[X]uniqMAP: unique gene sequence regions in the human and mouse genomes

Jimenez, Jose L; Durbin, Richard
January 2006
BMC Genomics;2006, Vol. 7, p249
Academic Journal
Background: Current approaches for genome-wise functional analyses, such as microarray and RNA interference studies, rely on the specificity of oligonucleotide sequences to selectively target cellular transcripts. The design of specific oligos involves the determination of unique DNA regions in the gene/transcripts of interest from the targeted organism. This process is tedious, time consuming and it does not scale up for high-throughput studies. Description: Taking advantage of the availability of complete genome sequence information for mouse and human, the most widely used systems for the study of mammalian genetics, we have built a database, [X]uniqMAP, that stores the precalculated unique regions for all transcripts of these two organisms.
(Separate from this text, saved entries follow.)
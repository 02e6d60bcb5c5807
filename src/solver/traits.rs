//! Time integrator trait
//!
//! # Design Philosophy
//!
//! An integrator advances one fixed-size state vector by one fixed step.
//! It knows nothing about stages, inlets or clamping: the cascade hands it a
//! closure evaluating the right-hand side and post-processes the result.
//!
//! The step is generic over the dimension `D`, so the same integrator drives
//! the 5-component stage state and the 1-component test problems used to
//! measure convergence.

use nalgebra::SVector;

use crate::error::LeachResult;

/// Fixed-step explicit time integrator
///
/// # Contract
///
/// - `step` is a pure function of its inputs: no internal state, no clock
/// - `dt <= 0` or a non-finite `dt` is rejected with
///   [`LeachError::InvalidTimeStep`](crate::error::LeachError::InvalidTimeStep)
/// - any non-finite stage derivative or result is rejected with
///   [`LeachError::NonFiniteDerivative`](crate::error::LeachError::NonFiniteDerivative)
pub trait Integrator: Send + Sync {
    /// Advance `state` by `dt` for `dy/dt = rhs(y)`
    fn step<const D: usize, F>(
        &self,
        state: &SVector<f64, D>,
        dt: f64,
        rhs: F,
    ) -> LeachResult<SVector<f64, D>>
    where
        F: Fn(&SVector<f64, D>) -> SVector<f64, D>;

    /// Display name of the method
    fn name(&self) -> &'static str;

    /// Right-hand side evaluations per step
    fn evaluations_per_step(&self) -> usize;
}
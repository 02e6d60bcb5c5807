//! Multi-stage cascade simulator
//!
//! The heap is modelled as `S` stacked bed sections. Liquor leaving stage
//! `i-1` is the inlet of stage `i`; stage 0 receives the feed.
//!
//! # Algorithm
//!
//! ```text
//! record y⁽ⁱ⁾(0) for every stage
//! for n = 1..=N:
//!     inlet ← feed
//!     for i = 0..S:                       (strict order, never parallel)
//!         y⁽ⁱ⁾ ← constrain(RK4(y⁽ⁱ⁾, dt, f(·, inlet)))
//!         inlet ← (c_A⁽ⁱ⁾, c_B⁽ⁱ⁾)         (freshly stepped outlet)
//!     record y⁽ⁱ⁾(n·dt) for every stage
//! ```
//!
//! Within one time step a stage always sees the outlet its upstream
//! neighbour produced during that same step.
//!
//! # Example
//!
//! ```rust
//! use leach_rs::models::SimulationParameters;
//! use leach_rs::physics::Species;
//! use leach_rs::solver::{CascadeSimulator, RunConfiguration};
//!
//! let config = RunConfiguration::default().with_total_time(5.0);
//! let simulator = CascadeSimulator::new(SimulationParameters::default(), config).unwrap();
//! let result = simulator.run().unwrap();
//!
//! assert_eq!(result.len(), 11);
//! assert_eq!(result.stage_count(), 3);
//! assert_eq!(result.concentrations(0, Species::A)[0], 250.0);
//! ```

use std::sync::Arc;
use std::sync::atomic::{AtomicBool, Ordering};
use std::thread::JoinHandle;

use crate::error::{LeachError, LeachResult};
use crate::models::{LeachingModel, SimulationParameters};
use crate::physics::{PhysicalModel, StageState};
use crate::solver::{CascadeResult, Integrator, RK4Solver, RunConfiguration};

// =================================================================================================
// Cascade Simulator
// =================================================================================================

/// Drives a cascade of stages through time
///
/// Owns its model and configuration; each call to [`run`](Self::run) builds
/// a fresh result, so a simulator can be run any number of times with
/// bit-identical output.
pub struct CascadeSimulator<I: Integrator = RK4Solver> {
    model: Box<dyn PhysicalModel>,
    config: RunConfiguration,
    integrator: I,
}

impl CascadeSimulator<RK4Solver> {
    /// Validate the inputs, calibrate particle counts once and build the simulator
    ///
    /// # Errors
    ///
    /// [`LeachError::Configuration`] when the parameters or the run
    /// configuration are invalid (including mass fractions summing to 1 or
    /// more). No integration happens in that case.
    pub fn new(params: SimulationParameters, config: RunConfiguration) -> LeachResult<Self> {
        config.validate()?;
        let model = LeachingModel::calibrated(params)?.with_clamp(config.clamp);
        Self::with_model(Box::new(model), config)
    }

    /// Build a simulator around any stage model
    pub fn with_model(model: Box<dyn PhysicalModel>, config: RunConfiguration) -> LeachResult<Self> {
        Self::with_integrator(model, config, RK4Solver::new())
    }
}

impl<I: Integrator> CascadeSimulator<I> {
    /// Build a simulator with an explicit integrator
    pub fn with_integrator(
        model: Box<dyn PhysicalModel>,
        config: RunConfiguration,
        integrator: I,
    ) -> LeachResult<Self> {
        config.validate()?;
        Ok(Self {
            model,
            config,
            integrator,
        })
    }

    /// Run configuration
    pub fn config(&self) -> &RunConfiguration {
        &self.config
    }

    /// Stage model
    pub fn model(&self) -> &dyn PhysicalModel {
        self.model.as_ref()
    }

    /// Run the whole horizon
    ///
    /// # Errors
    ///
    /// [`LeachError::NumericalDivergence`] when a stage produces a non-finite
    /// state; the error carries every time point completed before the
    /// failing step.
    pub fn run(&self) -> LeachResult<CascadeResult> {
        self.run_with_cancel(&AtomicBool::new(false))
    }

    /// Run the whole horizon, checking `cancel` between time steps
    ///
    /// # Errors
    ///
    /// Besides divergence, [`LeachError::Cancelled`] when `cancel` was set;
    /// the error carries every completed time step.
    pub fn run_with_cancel(&self, cancel: &AtomicBool) -> LeachResult<CascadeResult> {
        let steps = self.config.time_steps();
        let dt = self.config.time_step;
        let stages = self.config.stages;

        log::info!(
            "Starting cascade run: model '{}', {} stage(s), {} steps of {} h ({})",
            self.model.name(),
            stages,
            steps,
            dt,
            self.integrator.name()
        );

        let mut states = vec![self.model.setup_initial_state(); stages];
        let mut frozen = vec![false; stages];
        let mut evaluations = 0usize;

        let points = steps
            .checked_add(1)
            .ok_or_else(|| LeachError::configuration(format!("{steps} time steps overflow the result")))?;
        let mut result = CascadeResult::with_capacity(stages, points);
        result.push(0.0, &states);

        for step in 1..=steps {
            if cancel.load(Ordering::SeqCst) {
                let time = (step - 1) as f64 * dt;
                log::warn!("Cascade run cancelled at t = {time} after {} steps", step - 1);
                self.annotate(&mut result, step - 1, evaluations);
                return Err(LeachError::Cancelled {
                    step: step - 1,
                    time,
                    partial: Box::new(result),
                });
            }

            // Computed from the index to avoid accumulating rounding errors
            let time = step as f64 * dt;
            let mut inlet = self.config.feed;

            for (stage, state) in states.iter_mut().enumerate() {
                if self.model.is_frozen(state) {
                    if !frozen[stage] {
                        log::warn!("Stage {stage} has no liquor volume left at t = {time}, freezing it");
                        frozen[stage] = true;
                    }
                } else {
                    let stepped = self.integrator.step(state.as_vector(), dt, |y| {
                        self.model
                            .compute_physics(&StageState::from_vector(*y), &inlet)
                            .into_vector()
                    });
                    evaluations += self.integrator.evaluations_per_step();

                    let next = match stepped {
                        Ok(vector) => self.model.constrain(state, StageState::from(vector), &inlet),
                        Err(error) => {
                            return Err(self.diverged(stage, step, time, error.to_string(), result, evaluations));
                        }
                    };

                    if let Some(component) = next.first_non_finite() {
                        let reason = format!(
                            "non-finite {} after clamping",
                            StageState::quantity_name(component)
                        );
                        return Err(self.diverged(stage, step, time, reason, result, evaluations));
                    }

                    *state = next;
                }

                inlet = state.outlet();
            }

            result.push(time, &states);
        }

        self.annotate(&mut result, steps, evaluations);

        log::info!(
            "Cascade run finished: {} time points, {} function evaluations",
            result.len(),
            evaluations
        );

        Ok(result)
    }

    /// Run on a dedicated worker thread
    ///
    /// The complete result is handed back in one piece through
    /// [`SimulationHandle::join`].
    pub fn spawn(self) -> SimulationHandle
    where
        I: 'static,
    {
        let cancel_flag = Arc::new(AtomicBool::new(false));
        let flag = Arc::clone(&cancel_flag);
        let handle = std::thread::spawn(move || self.run_with_cancel(&flag));

        SimulationHandle {
            cancel_flag,
            handle,
        }
    }

    fn annotate(&self, result: &mut CascadeResult, steps: usize, evaluations: usize) {
        result.add_metadata("model", self.model.name());
        result.add_metadata("solver", self.integrator.name());
        result.add_metadata("dt", &self.config.time_step.to_string());
        result.add_metadata("time steps", &steps.to_string());
        result.add_metadata("total time", &(steps as f64 * self.config.time_step).to_string());
        result.add_metadata("stages", &self.config.stages.to_string());
        result.add_metadata("function evaluations", &evaluations.to_string());
    }

    fn diverged(
        &self,
        stage: usize,
        step: usize,
        time: f64,
        reason: String,
        mut partial: CascadeResult,
        evaluations: usize,
    ) -> LeachError {
        log::warn!("Stage {stage} diverged at t = {time} (step {step}): {reason}");
        self.annotate(&mut partial, step - 1, evaluations);
        LeachError::NumericalDivergence {
            stage,
            step,
            time,
            reason,
            partial: Box::new(partial),
        }
    }
}

// =================================================================================================
// Simulation Handle
// =================================================================================================

/// Handle on a cascade running on a worker thread
pub struct SimulationHandle {
    cancel_flag: Arc<AtomicBool>,
    handle: JoinHandle<LeachResult<CascadeResult>>,
}

impl SimulationHandle {
    /// Ask the run to stop before its next time step
    pub fn cancel(&self) {
        self.cancel_flag.store(true, Ordering::SeqCst);
    }

    /// Whether cancellation was requested
    pub fn is_cancelled(&self) -> bool {
        self.cancel_flag.load(Ordering::SeqCst)
    }

    /// Whether the worker has finished
    pub fn is_finished(&self) -> bool {
        self.handle.is_finished()
    }

    /// Wait for the run and take its result
    ///
    /// A panic on the worker thread is resumed on the caller.
    pub fn join(self) -> LeachResult<CascadeResult> {
        match self.handle.join() {
            Ok(result) => result,
            Err(payload) => std::panic::resume_unwind(payload),
        }
    }
}

// =================================================================================================
// Tests
// =================================================================================================

#[cfg(test)]
mod tests {
    use super::*;
    use crate::physics::{Inlet, Species};
    use approx::assert_relative_eq;

    /// Liquor flushed by the inlet: dc/dt = c_in - c
    struct Washout;

    impl PhysicalModel for Washout {
        fn compute_physics(&self, state: &StageState, inlet: &Inlet) -> StageState {
            StageState::new(
                0.0,
                0.0,
                0.0,
                inlet.a - state.concentration_a(),
                inlet.b - state.concentration_b(),
            )
        }

        fn setup_initial_state(&self) -> StageState {
            StageState::new(1.0, 0.01, 0.01, 0.0, 0.0)
        }

        fn name(&self) -> &str {
            "Washout"
        }
    }

    fn short_run() -> RunConfiguration {
        RunConfiguration::default().with_total_time(2.0).with_time_step(0.5)
    }

    #[test]
    fn test_time_axis_and_shape() {
        let simulator = CascadeSimulator::new(SimulationParameters::default(), short_run()).unwrap();
        let result = simulator.run().unwrap();

        assert_eq!(result.time_points, vec![0.0, 0.5, 1.0, 1.5, 2.0]);
        assert_eq!(result.stage_count(), 3);
        assert_eq!(result.get_metadata("time steps").map(String::as_str), Some("4"));
        assert_eq!(result.get_metadata("function evaluations").map(String::as_str), Some("48"));
    }

    #[test]
    fn test_downstream_stage_sees_fresh_outlet() {
        let config = short_run().with_stages(2).with_feed(Inlet::new(1.0, 0.0));
        let simulator = CascadeSimulator::with_model(Box::new(Washout), config).unwrap();
        let result = simulator.run().unwrap();

        // One step of dc/dt = 1 - c from 0 with RK4
        let stage0 = rk4_washout(0.0, 1.0, 0.5);
        assert_relative_eq!(result.concentrations(0, Species::A)[1], stage0, epsilon = 1e-15);

        // Stage 1 is driven by the stage 0 value of the same step
        let stage1 = rk4_washout(0.0, stage0, 0.5);
        assert_relative_eq!(result.concentrations(1, Species::A)[1], stage1, epsilon = 1e-15);
    }

    fn rk4_washout(c: f64, inlet: f64, dt: f64) -> f64 {
        let f = |c: f64| inlet - c;
        let k1 = f(c);
        let k2 = f(c + dt / 2.0 * k1);
        let k3 = f(c + dt / 2.0 * k2);
        let k4 = f(c + dt * k3);
        c + dt / 6.0 * (k1 + 2.0 * k2 + 2.0 * k3 + k4)
    }

    #[test]
    fn test_invalid_inputs_never_start() {
        let mut params = SimulationParameters::default();
        params.species_a.mass_fraction = 0.9;
        params.species_b.mass_fraction = 0.2;
        let error = CascadeSimulator::new(params, short_run()).err().unwrap();
        assert!(error.is_configuration());

        let error = CascadeSimulator::new(SimulationParameters::default(), short_run().with_stages(0))
            .err()
            .unwrap();
        assert!(error.is_configuration());

        let error = CascadeSimulator::new(SimulationParameters::default(), short_run().with_total_time(1e30))
            .err()
            .unwrap();
        assert!(error.is_configuration());
    }

    #[test]
    fn test_pre_cancelled_run_returns_initial_state() {
        let simulator = CascadeSimulator::new(SimulationParameters::default(), short_run()).unwrap();
        let error = simulator.run_with_cancel(&AtomicBool::new(true)).unwrap_err();

        match error {
            LeachError::Cancelled { step, partial, .. } => {
                assert_eq!(step, 0);
                assert_eq!(partial.len(), 1);
            }
            other => panic!("unexpected error {other}"),
        }
    }

    #[test]
    fn test_spawn_hands_back_full_result() {
        let simulator = CascadeSimulator::new(SimulationParameters::default(), short_run()).unwrap();
        let handle = simulator.spawn();
        assert!(!handle.is_cancelled());
        let result = handle.join().unwrap();
        assert_eq!(result.len(), 5);
    }
}
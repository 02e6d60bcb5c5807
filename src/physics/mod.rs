//! Physical models
//!
//! This module provides the state representation and the model trait for
//! one bed section of the leaching heap.
//!
//! # Core Concepts
//!
//! - **Stage State**: the 5-component vector `(h, r_A, r_B, c_A, c_B)`
//! - **Inlet**: concentrations entering a stage
//! - **Physical Model**: computes `d(state)/dt` for a state and an inlet
//!
//! # Architecture
//!
//! Physical models are **separate from numerical integrators**:
//! - The model provides the **equations** (physics)
//! - The integrator provides the **method** to step them (numerics)
//!
//! # Example
//!
//! ```rust
//! use leach_rs::physics::{PhysicalModel, StageState, Inlet};
//!
//! struct Inert;
//!
//! impl PhysicalModel for Inert {
//!     fn compute_physics(&self, _state: &StageState, _inlet: &Inlet) -> StageState {
//!         StageState::zeros()
//!     }
//!     fn setup_initial_state(&self) -> StageState {
//!         StageState::new(1.0, 0.01, 0.01, 0.0, 0.0)
//!     }
//!     fn name(&self) -> &str { "Inert" }
//! }
//!
//! let model = Inert;
//! let rate = model.compute_physics(&model.setup_initial_state(), &Inlet::PURE_WATER);
//! assert_eq!(rate, StageState::zeros());
//! ```
//!
//! # Available Models
//!
//! - [`LeachingModel`](crate::models::LeachingModel): shrinking-core
//!   dissolution of two solutes in a draining bed section

// module declaration
pub mod state;
pub mod traits;

// re-export commonly used types for convenience
pub use state::{Inlet, StageState, STATE_DIM};
pub use traits::{PhysicalModel, Species};
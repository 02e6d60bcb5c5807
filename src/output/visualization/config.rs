//! Plot configuration shared across visualization functions

use plotters::prelude::*;

/// Configuration for customizing plots
///
/// # Fields
///
/// - `width`, `height`: Dimensions in pixels
/// - `title`: Plot title
/// - `xlabel`, `ylabel`: Axis labels
/// - `stage_colors`: Optional colors, one per stage
/// - `background`: Background color
/// - `line_width`: Line thickness in pixels
/// - `show_grid`: Whether to show grid lines
/// - `marker_spacing`: Time points between two species-B markers
///
/// # Example
///
/// ```rust
/// use leach_rs::output::visualization::PlotConfig;
/// use plotters::prelude::*;
///
/// let mut config = PlotConfig::cascade("Column test 3");
/// config.stage_colors = Some(vec![BLUE, RED, GREEN, MAGENTA]);
/// config.width = 1920;
/// assert_eq!(config.xlabel, "Irrigation time (h)");
/// ```
#[derive(Clone)]
pub struct PlotConfig {
    /// Image width in pixels (default: 1024)
    pub width: u32,

    /// Image height in pixels (default: 768)
    pub height: u32,

    /// Plot title (default: "Plot")
    pub title: String,

    /// X-axis label (default: auto-set by plot type)
    pub xlabel: String,

    /// Y-axis label (default: "Concentration (g/L)")
    pub ylabel: String,

    /// Optional colors for stages (one per stage)
    ///
    /// If None, uses default palette: [BLUE, RED, GREEN, MAGENTA, CYAN, ...]
    pub stage_colors: Option<Vec<RGBColor>>,

    /// Background color (default: WHITE)
    pub background: RGBColor,

    /// Line width in pixels (default: 2)
    pub line_width: u32,

    /// Show grid lines (default: true)
    pub show_grid: bool,

    /// Draw a species-B marker every `marker_spacing` time points (default: 40)
    pub marker_spacing: usize,
}

impl Default for PlotConfig {
    fn default() -> Self {
        Self {
            width: 1024,
            height: 768,
            title: "Plot".to_string(),
            xlabel: String::new(), // Set by specific plot type
            ylabel: "Concentration (g/L)".to_string(),
            stage_colors: None,
            background: WHITE,
            line_width: 2,
            show_grid: true,
            marker_spacing: 40,
        }
    }
}

/// Helper trait to accept both `String` and `None` for optional titles
pub trait IntoOptionalTitle {
    fn into_optional_title(self) -> Option<String>;
}

impl IntoOptionalTitle for &str {
    fn into_optional_title(self) -> Option<String> {
        Some(self.to_string())
    }
}

impl IntoOptionalTitle for String {
    fn into_optional_title(self) -> Option<String> {
        Some(self)
    }
}

impl<T: IntoOptionalTitle> IntoOptionalTitle for Option<T> {
    fn into_optional_title(self) -> Option<String> {
        self.and_then(|t| t.into_optional_title())
    }
}

/// Constant for no title (default title will be used)
pub const NO_TITLE: Option<&str> = None;

impl PlotConfig {
    /// Create config for cascade concentration curves with optional custom title
    ///
    /// Sets xlabel to "Irrigation time (h)" and title to custom value or
    /// "Concentration vs. Time"
    ///
    /// ```rust,ignore
    /// let config = PlotConfig::cascade("Heap 4, q = 0.0002");
    /// let config = PlotConfig::cascade(NO_TITLE);
    /// ```
    pub fn cascade(title: impl IntoOptionalTitle) -> Self {
        Self {
            xlabel: "Irrigation time (h)".to_string(),
            title: title
                .into_optional_title()
                .unwrap_or_else(|| "Concentration vs. Time".to_string()),
            ..Self::default()
        }
    }

    /// Get color for stage at index i
    ///
    /// Uses custom colors if provided, otherwise falls back to default palette
    pub(crate) fn get_stage_color(&self, stage_index: usize) -> RGBColor {
        if let Some(colors) = &self.stage_colors
            && stage_index < colors.len()
        {
            return colors[stage_index];
        }

        // Default palette
        const DEFAULT_COLORS: [RGBColor; 8] = [
            BLUE,
            RED,
            GREEN,
            MAGENTA,
            CYAN,
            BLACK,
            RGBColor(255, 165, 0), // Orange
            RGBColor(128, 0, 128), // Purple
        ];

        DEFAULT_COLORS[stage_index % DEFAULT_COLORS.len()]
    }
}

// =================================================================================================
// Tests
// =================================================================================================
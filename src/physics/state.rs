//! Stage state vector and inlet concentrations
//!
//! The ODE state of one bed section is a fixed-size `Vector5<f64>`:
//!
//! ```text
//! index   quantity                 unit
//!   0     bed height h             m
//!   1     particle radius r_A      m
//!   2     particle radius r_B      m
//!   3     concentration c_A        g/L
//!   4     concentration c_B        g/L
//! ```
//!
//! Componentwise arithmetic (`+`, `* f64`) is what the integrator needs to
//! combine stage derivatives; it never goes through a dynamically sized
//! container, so dimension mismatches cannot happen.

use nalgebra::Vector5;
use serde::{Deserialize, Serialize};

use crate::physics::traits::Species;

/// Dimension of the stage state vector
pub const STATE_DIM: usize = 5;

/// State of one cascade stage at a given time
///
/// # Example
///
/// ```
/// use leach_rs::physics::{StageState, Species};
///
/// let state = StageState::new(0.91, 0.00635, 0.00635, 250.0, 20.0);
/// assert_eq!(state.height(), 0.91);
/// assert_eq!(state.concentration(Species::B), 20.0);
///
/// let doubled = state * 2.0;
/// assert_eq!(doubled.concentration_a(), 500.0);
/// ```
#[derive(Debug, Clone, Copy, PartialEq, Serialize, Deserialize)]
pub struct StageState(Vector5<f64>);

impl StageState {
    /// Index of the bed height
    pub const HEIGHT: usize = 0;
    /// Index of the species A particle radius
    pub const RADIUS_A: usize = 1;
    /// Index of the species B particle radius
    pub const RADIUS_B: usize = 2;
    /// Index of the species A bulk concentration
    pub const CONCENTRATION_A: usize = 3;
    /// Index of the species B bulk concentration
    pub const CONCENTRATION_B: usize = 4;

    /// Create a state from its five components
    pub fn new(height: f64, radius_a: f64, radius_b: f64, concentration_a: f64, concentration_b: f64) -> Self {
        Self(Vector5::new(height, radius_a, radius_b, concentration_a, concentration_b))
    }

    /// All-zero state (also the derivative of a frozen stage)
    pub fn zeros() -> Self {
        Self(Vector5::zeros())
    }

    /// Wrap a raw vector
    pub fn from_vector(vector: Vector5<f64>) -> Self {
        Self(vector)
    }

    /// Borrow the raw vector
    pub fn as_vector(&self) -> &Vector5<f64> {
        &self.0
    }

    /// Unwrap the raw vector
    pub fn into_vector(self) -> Vector5<f64> {
        self.0
    }

    // ====================================== Accessors ======================================

    /// Bed height h \[m\]
    pub fn height(&self) -> f64 {
        self.0[Self::HEIGHT]
    }

    /// Particle radius of species A \[m\]
    pub fn radius_a(&self) -> f64 {
        self.0[Self::RADIUS_A]
    }

    /// Particle radius of species B \[m\]
    pub fn radius_b(&self) -> f64 {
        self.0[Self::RADIUS_B]
    }

    /// Bulk concentration of species A \[g/L\]
    pub fn concentration_a(&self) -> f64 {
        self.0[Self::CONCENTRATION_A]
    }

    /// Bulk concentration of species B \[g/L\]
    pub fn concentration_b(&self) -> f64 {
        self.0[Self::CONCENTRATION_B]
    }

    /// Particle radius of the given species
    pub fn radius(&self, species: Species) -> f64 {
        match species {
            Species::A => self.radius_a(),
            Species::B => self.radius_b(),
        }
    }

    /// Bulk concentration of the given species
    pub fn concentration(&self, species: Species) -> f64 {
        match species {
            Species::A => self.concentration_a(),
            Species::B => self.concentration_b(),
        }
    }

    /// Set the bulk concentration of the given species
    pub fn set_concentration(&mut self, species: Species, value: f64) {
        let index = match species {
            Species::A => Self::CONCENTRATION_A,
            Species::B => Self::CONCENTRATION_B,
        };
        self.0[index] = value;
    }

    /// Concentrations leaving this stage, i.e. the inlet of the next one
    pub fn outlet(&self) -> Inlet {
        Inlet::new(self.concentration_a(), self.concentration_b())
    }

    // ====================================== Checks ======================================

    /// Clamp every component to a minimum of zero
    ///
    /// Height, radii and concentrations are all physically non-negative.
    pub fn clamp_non_negative(self) -> Self {
        Self(self.0.map(|x| x.max(0.0)))
    }

    /// True when no component is NaN or infinite
    pub fn is_finite(&self) -> bool {
        self.0.iter().all(|x| x.is_finite())
    }

    /// Index of the first NaN/Inf component, if any
    pub fn first_non_finite(&self) -> Option<usize> {
        self.0.iter().position(|x| !x.is_finite())
    }

    /// Human readable name of a component index
    pub fn quantity_name(index: usize) -> &'static str {
        match index {
            Self::HEIGHT => "bed height",
            Self::RADIUS_A => "radius A",
            Self::RADIUS_B => "radius B",
            Self::CONCENTRATION_A => "concentration A",
            Self::CONCENTRATION_B => "concentration B",
            _ => "unknown",
        }
    }
}

impl From<Vector5<f64>> for StageState {
    fn from(vector: Vector5<f64>) -> Self {
        Self(vector)
    }
}

impl std::ops::Index<usize> for StageState {
    type Output = f64;

    fn index(&self, index: usize) -> &f64 {
        &self.0[index]
    }
}

// Operator overloading for the integrator stage combinations

impl std::ops::Add for StageState {
    type Output = Self;

    fn add(self, rhs: Self) -> Self::Output {
        Self(self.0 + rhs.0)
    }
}

impl std::ops::Mul<f64> for StageState {
    type Output = Self;

    fn mul(self, scalar: f64) -> Self::Output {
        Self(self.0 * scalar)
    }
}

// =================================================================================================
// Inlet
// =================================================================================================

/// Concentrations entering a stage \[g/L\]
///
/// Stage 0 receives the feed (fresh irrigation water by default); every
/// following stage receives the outlet of the stage above it.
#[derive(Debug, Clone, Copy, PartialEq, Default, Serialize, Deserialize)]
pub struct Inlet {
    /// Species A inlet concentration
    pub a: f64,
    /// Species B inlet concentration
    pub b: f64,
}

impl Inlet {
    /// Carrier fluid without solute
    pub const PURE_WATER: Inlet = Inlet { a: 0.0, b: 0.0 };

    /// Create an inlet pair
    pub fn new(a: f64, b: f64) -> Self {
        Self { a, b }
    }

    /// Inlet concentration of the given species
    pub fn get(&self, species: Species) -> f64 {
        match species {
            Species::A => self.a,
            Species::B => self.b,
        }
    }
}

// =================================================================================================
// Tests
// =================================================================================================

#[cfg(test)]
mod tests {
    use super::*;

    fn sample() -> StageState {
        StageState::new(0.91, 0.006, 0.005, 250.0, 20.0)
    }

    #[test]
    fn test_accessors_follow_layout() {
        let state = sample();
        assert_eq!(state[StageState::HEIGHT], 0.91);
        assert_eq!(state.radius(Species::A), 0.006);
        assert_eq!(state.radius(Species::B), 0.005);
        assert_eq!(state.concentration(Species::A), 250.0);
        assert_eq!(state.concentration(Species::B), 20.0);
    }

    #[test]
    fn test_addition_and_scaling() {
        let sum = sample() + sample() * 0.5;
        assert_eq!(sum.height(), 0.91 * 1.5);
        assert_eq!(sum.concentration_b(), 30.0);
    }

    #[test]
    fn test_clamp_non_negative() {
        let state = StageState::new(-0.1, 0.002, -1e-9, -3.0, 4.0).clamp_non_negative();
        assert_eq!(state, StageState::new(0.0, 0.002, 0.0, 0.0, 4.0));
    }

    #[test]
    fn test_first_non_finite() {
        assert_eq!(sample().first_non_finite(), None);
        assert!(sample().is_finite());

        let broken = StageState::new(1.0, 1.0, 1.0, f64::NAN, f64::INFINITY);
        assert!(!broken.is_finite());
        assert_eq!(broken.first_non_finite(), Some(StageState::CONCENTRATION_A));
        assert_eq!(StageState::quantity_name(3), "concentration A");
    }

    #[test]
    fn test_outlet_becomes_inlet() {
        let mut state = sample();
        state.set_concentration(Species::B, 12.5);
        let inlet = state.outlet();
        assert_eq!(inlet, Inlet::new(250.0, 12.5));
        assert_eq!(inlet.get(Species::B), 12.5);
        assert_eq!(Inlet::default(), Inlet::PURE_WATER);
    }
}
For each gene, the database discriminates between those unique regions that are shared by all transcripts and those exclusive to single transcripts. In addition, it also provides those unique regions that are shared between orthologous genes from the two organisms. The database is updated regularly to reflect changes in genome assemblies and gene builds. Conclusion: Over 85% of genes have unique regions at least 19 bases long, with the majority being unique over 60% of their lengths. 14482 human genes share exactly at least a unique region with mouse genes, though such regions are typically under 40 bases long. The full data are publicly accessible online both interactively and for download. They should facilitate (i) the design of probes, primers and siRNAs for both small- and large-scale projects; and (ii) the identification of regions for the design of oligos that could be re-used to target equivalent gene/transcripts from human and mouse.